Each stream of solar wind leaving the Sun makes a slightly different Archimedean spiral. The pitch of the spiral (how far it moves outward for each rotation) depends on the speed that particular stream is flowing. Fast streams of solar wind travel farther during each rotation, and slow streams of solar wind travel less far. This Parker Spiral animation offers an interactive visualization of how the speed of solar wind outflow determines the shape of the solar wind spiral.
The faster solar wind stream has a more open spiral arms, and the slower stream forms a tighter spiral. When a fast and slower solar wind stream are emerging from the corona next to one another, the different curvature of their Parker spirals can make the neighboring streams collide (or interact) as the faster stream overtakes the slower stream. When this occurs the material from the two streams piles up and makes a spiral whose pitch is intermediate between the original two spirals.

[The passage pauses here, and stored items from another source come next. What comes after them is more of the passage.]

//! Guest (Termina) VM disk import.
//!
//! Accepts either export container: a raw zstd stream (with or without
//! the seek table trailer) or a ZIP holding one entry named after the
//! destination. The image is extracted into `<dest><suffix>/` and only
//! renamed onto `dest` once complete, so a failed import never leaves a
//! partial file at the destination. The staging directory doubles as the
//! guard against two concurrent imports of the same destination.

use std::cell::Cell;
use std::ffi::OsString;
use std::fs::{self, File, OpenOptions, Permissions};
use std::io::Read;
use std::os::unix::fs::{OpenOptionsExt, PermissionsExt};
use std::path::PathBuf;
use std::rc::Rc;

use vmdisk_shared::errors::{VmDiskError, VmDiskResult};

use super::{DiskImageOperation, DiskImageStatus, OperationState, VmId};
use crate::archive::format::{self, ZipEntryInfo};
use crate::archive::{ArchiveHandles, ContainerFormat, SeekTable, SeekTableError, SparseWriter};
use crate::disk::constants::modes;
use crate::disk::{StagingDir, user_chosen_size};
use crate::options::{DiskOpsOptions, ImageOwner};
use crate::util::read_full;

pub struct TerminaVmImportOperation {
    state: OperationState,
    dest: PathBuf,
    /// Base name of `dest`; ZIP entries must carry exactly this name.
    entry_name: String,
    block_size: usize,
    owner: ImageOwner,
    format: Option<ContainerFormat>,
    zip_entry: Option<ZipEntryInfo>,
    /// Bytes the container says the image holds, when it says so.
    expected_size: Option<u64>,
    staging: Option<StagingDir>,
    staged_path: PathBuf,
    handles: ArchiveHandles<Box<dyn Read>, SparseWriter>,
    consumed: Rc<Cell<u64>>,
    accounted: u64,
    buffer: Vec<u8>,
}

impl TerminaVmImportOperation {
    /// Import the container in `source` as the disk image `dest`.
    pub fn create(
        vm_id: VmId,
        source: File,
        dest: PathBuf,
        options: &DiskOpsOptions,
    ) -> DiskImageOperation {
        let mut op = Self {
            state: OperationState::new(vm_id),
            entry_name: String::new(),
            dest,
            block_size: options.block_size(),
            owner: options.resolved_import_owner(),
            format: None,
            zip_entry: None,
            expected_size: None,
            staging: None,
            staged_path: PathBuf::new(),
            handles: ArchiveHandles::new(),
            consumed: Rc::new(Cell::new(0)),
            accounted: 0,
            buffer: Vec::new(),
        };

        let prepared = op
            .prepare_input(source)
            .and_then(|_| op.prepare_output(&options.staging_suffix));
        if prepared.is_err() {
            op.release();
        }
        op.state.finish_prepare(prepared);

        tracing::info!(
            uuid = %op.state.uuid(),
            vm = %op.state.vm_id(),
            dest = %op.dest.display(),
            format = op.format.map(|f| f.as_str()).unwrap_or("unknown"),
            status = %op.state.status(),
            "Created guest VM import operation"
        );
        DiskImageOperation::GuestImport(op)
    }

    pub fn state(&self) -> &OperationState {
        &self.state
    }

    fn prepare_input(&mut self, source: File) -> VmDiskResult<()> {
        let metadata = source
            .metadata()
            .map_err(|e| VmDiskError::from_io("failed to stat import source", e))?;
        self.state.set_source_size(metadata.len());

        let container = format::detect(&source)?;
        self.format = Some(container);

        let (reader, consumed) = match container {
            ContainerFormat::ZstdRaw => {
                self.expected_size = trailer_size(&source)?;
                format::open_zstd_stream(source)?
            }
            ContainerFormat::Zip => {
                let entry = format::read_zip_entry(&source)?;
                self.expected_size = Some(entry.size);
                let opened = format::open_zip_entry(source, &entry)?;
                self.zip_entry = Some(entry);
                opened
            }
        };

        tracing::debug!(
            uuid = %self.state.uuid(),
            format = %container,
            expected = ?self.expected_size,
            "Detected import container"
        );
        self.handles.set_reader(reader);
        self.consumed = consumed;
        Ok(())
    }

    fn prepare_output(&mut self, staging_suffix: &str) -> VmDiskResult<()> {
        self.entry_name = self
            .dest
            .file_name()
            .and_then(|n| n.to_str())
            .ok_or_else(|| {
                VmDiskError::InvalidArgument(format!(
                    "destination {} has no usable file name",
                    self.dest.display()
                ))
            })?
            .to_string();

        let mut staging_path = OsString::from(self.dest.as_os_str());
        staging_path.push(staging_suffix);
        let staging = StagingDir::create(&PathBuf::from(staging_path)).map_err(|e| match e {
            VmDiskError::AlreadyExists(_) => VmDiskError::AlreadyExists(format!(
                "{} is already being imported",
                self.dest.display()
            )),
            other => other,
        })?;

        self.staged_path = staging.path().join(&self.entry_name);
        self.staging = Some(staging);
        self.buffer = vec![0u8; self.block_size];
        Ok(())
    }

    pub(crate) fn execute_io(&mut self, io_limit: u64) -> bool {
        match self.advance(io_limit) {
            Ok(done) => done,
            Err(e) => {
                self.release();
                self.state.fail(e);
                false
            }
        }
    }

    fn advance(&mut self, io_limit: u64) -> VmDiskResult<bool> {
        if self.handles.writer_mut().is_none() {
            self.start_entry()?;
        }

        let mut budget = io_limit;
        while self.state.is_in_progress() && budget > 0 {
            let (reader, writer) = self.handles.both_mut().ok_or_else(|| {
                VmDiskError::InvalidState("import handles already released".to_string())
            })?;

            let n = read_full(reader, &mut self.buffer, "failed to read import source")?;
            if n == 0 {
                return Ok(true);
            }
            writer
                .write_block(&self.buffer[..n])
                .map_err(|e| VmDiskError::from_io("failed to write disk image", e))?;

            let consumed = self.consumed.get();
            let delta = consumed.saturating_sub(self.accounted);
            self.accounted = consumed;
            self.state.add_processed(delta);
            budget = budget.saturating_sub(delta.max(n as u64));
        }
        Ok(false)
    }

    /// Create the staged image file with its final owner, marker and mode.
    fn start_entry(&mut self) -> VmDiskResult<()> {
        if let Some(entry) = &self.zip_entry {
            if entry.name != self.entry_name {
                return Err(VmDiskError::Integrity(format!(
                    "archive entry {} does not match destination {}",
                    entry.name, self.entry_name
                )));
            }
        }

        let file = OpenOptions::new()
            .write(true)
            .create_new(true)
            .mode(modes::IMPORTED_IMAGE)
            .open(&self.staged_path)
            .map_err(|e| {
                VmDiskError::from_io(
                    format!("failed to create {}", self.staged_path.display()),
                    e,
                )
            })?;

        std::os::unix::fs::fchown(&file, Some(self.owner.uid), Some(self.owner.gid)).map_err(
            |e| {
                VmDiskError::from_io(
                    format!(
                        "failed to chown {} to {}:{}",
                        self.staged_path.display(),
                        self.owner.uid,
                        self.owner.gid
                    ),
                    e,
                )
            },
        )?;
        user_chosen_size::mark(&self.staged_path)?;
        // The umask may have trimmed the creation mode
        file.set_permissions(Permissions::from_mode(modes::IMPORTED_IMAGE))
            .map_err(|e| {
                VmDiskError::from_io(
                    format!("failed to set mode on {}", self.staged_path.display()),
                    e,
                )
            })?;

        tracing::debug!(
            uuid = %self.state.uuid(),
            path = %self.staged_path.display(),
            uid = self.owner.uid,
            gid = self.owner.gid,
            "Extracting disk image"
        );
        self.handles.set_writer(SparseWriter::new(file));
        Ok(())
    }

    pub(crate) fn finalize(&mut self) {
        if let Err(e) = self.commit() {
            self.release();
            self.state.fail(e);
        }
    }

    fn commit(&mut self) -> VmDiskResult<()> {
        self.handles.close_reader();
        let writer = self.handles.take_writer().ok_or_else(|| {
            VmDiskError::InvalidState("import writer already released".to_string())
        })?;
        let written = writer.position();
        let holes = writer.hole_bytes();
        writer
            .finish()
            .map_err(|e| VmDiskError::from_io("failed to flush imported image", e))?;

        if let Some(expected) = self.expected_size {
            if written != expected {
                return Err(VmDiskError::Integrity(format!(
                    "extracted {} bytes, container declared {}",
                    written, expected
                )));
            }
        }

        fs::rename(&self.staged_path, &self.dest).map_err(|e| {
            VmDiskError::from_io(
                format!(
                    "failed to move {} to {}",
                    self.staged_path.display(),
                    self.dest.display()
                ),
                e,
            )
        })?;
        if let Some(staging) = self.staging.take() {
            if let Err(e) = staging.remove_empty() {
                tracing::warn!(uuid = %self.state.uuid(), "Staging directory left behind: {}", e);
            }
        }

        tracing::debug!(
            uuid = %self.state.uuid(),
            dest = %self.dest.display(),
            bytes = written,
            holes,
            "Disk image imported"
        );
        self.state.set_status(DiskImageStatus::Created);
        Ok(())
    }

    fn release(&mut self) {
        self.handles.release();
        // Dropping the guard removes any partially extracted image
        self.staging = None;
    }
}

/// Decompressed size recorded in a seek table trailer, if there is one.
///
/// A plain zstd stream has no trailer and imports without the size
/// check. A trailer that announces itself but does not parse is corrupt,
/// including one whose frame count runs past the start of the file.
fn trailer_size(source: &File) -> VmDiskResult<Option<u64>> {
    match SeekTable::read_from(source) {
        Ok(table) => Ok(Some(table.decompressed_size())),
        Err(SeekTableError::Truncated(_))
        | Err(SeekTableError::BadMagic {
            what: "seekable footer",
            ..
        }) => Ok(None),
        Err(e) => Err(e.into()),
    }
}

This piled-up region is a CIR. The compressed material becomes more dense and hotter than the surrounding solar wind and can even form a persistent shock that sweeps around the Solar System once per month as the Sun rotates.
The diagram above was developed by PUNCH co-investigator Vic Pizzo more than 40 years ago. Since then CIRs have been studied by sampling the piled-up “wall” of material as it sweeps over space probes.
In 2011, the PUNCH Principal Investigator, Craig DeForest used STEREO mission data to demonstrate the feasibility of imaging the shape of a CIR as it sweeps over and past the Earth.
PUNCH will be able to image CIRs better and more routinely than any spacecraft before it, thereby helping to understand this enigmatic source of space weather at Earth.
What are shocks?
PUNCH will be able to see shocks forming and evolving in the inner heliosphere with an unprecedented degree of detail. “Shocks”, in heliophysics, are moving, sudden, violent changes in the solar wind that can be caused by solar storms and other dynamic features such as Co-rotating Interaction Regions (CIRs). The strongest shocks are in front of fast-moving Coronal Mass Ejections (CMEs) which plow through the surrounding solar wind as they cross interplanetary space.
Shocks can happen in any medium that carries wave motion, including air, water, and the solar wind plasma. Normal waves are a smooth, propagating change in the medium – like deep-water ocean waves that can cross thousands of miles and deliver energy across the sea. Shocks modify the medium suddenly, like a crashed “breaker” ocean wave arriving at the shore, dissipating its energy as sound and heat.
Shocks in the solar wind arise from two effects: 1) wave steepening like the ocean breaker that steepens and then crashes as a turbulent shock; and 2) rapid motion like the sonic boom around a supersonic jet.
This simple animation (below, left) illustrates how the V-shaped shock front (the sonic boom) is formed as a rapidly moving object meets and exceeds the sound speed (click to view entire duration of animation). When that shock sweeps over the ground, a person can hear a loud booming sound. The NASA image (below right) captures the first air-to-air images of supersonic shockwave interaction in flight.
Just as the air of Earth’s atmosphere can be shocked and heated by the passage of a rapidly moving jet or an explosion, the plasma of the solar wind can be shocked and heated by a rapidly moving Coronal Mass Ejection (CME). The resolution of PUNCH imagery will allow analysis of the shape of the leading edges of shocks as they form and change in the inner heliosphere.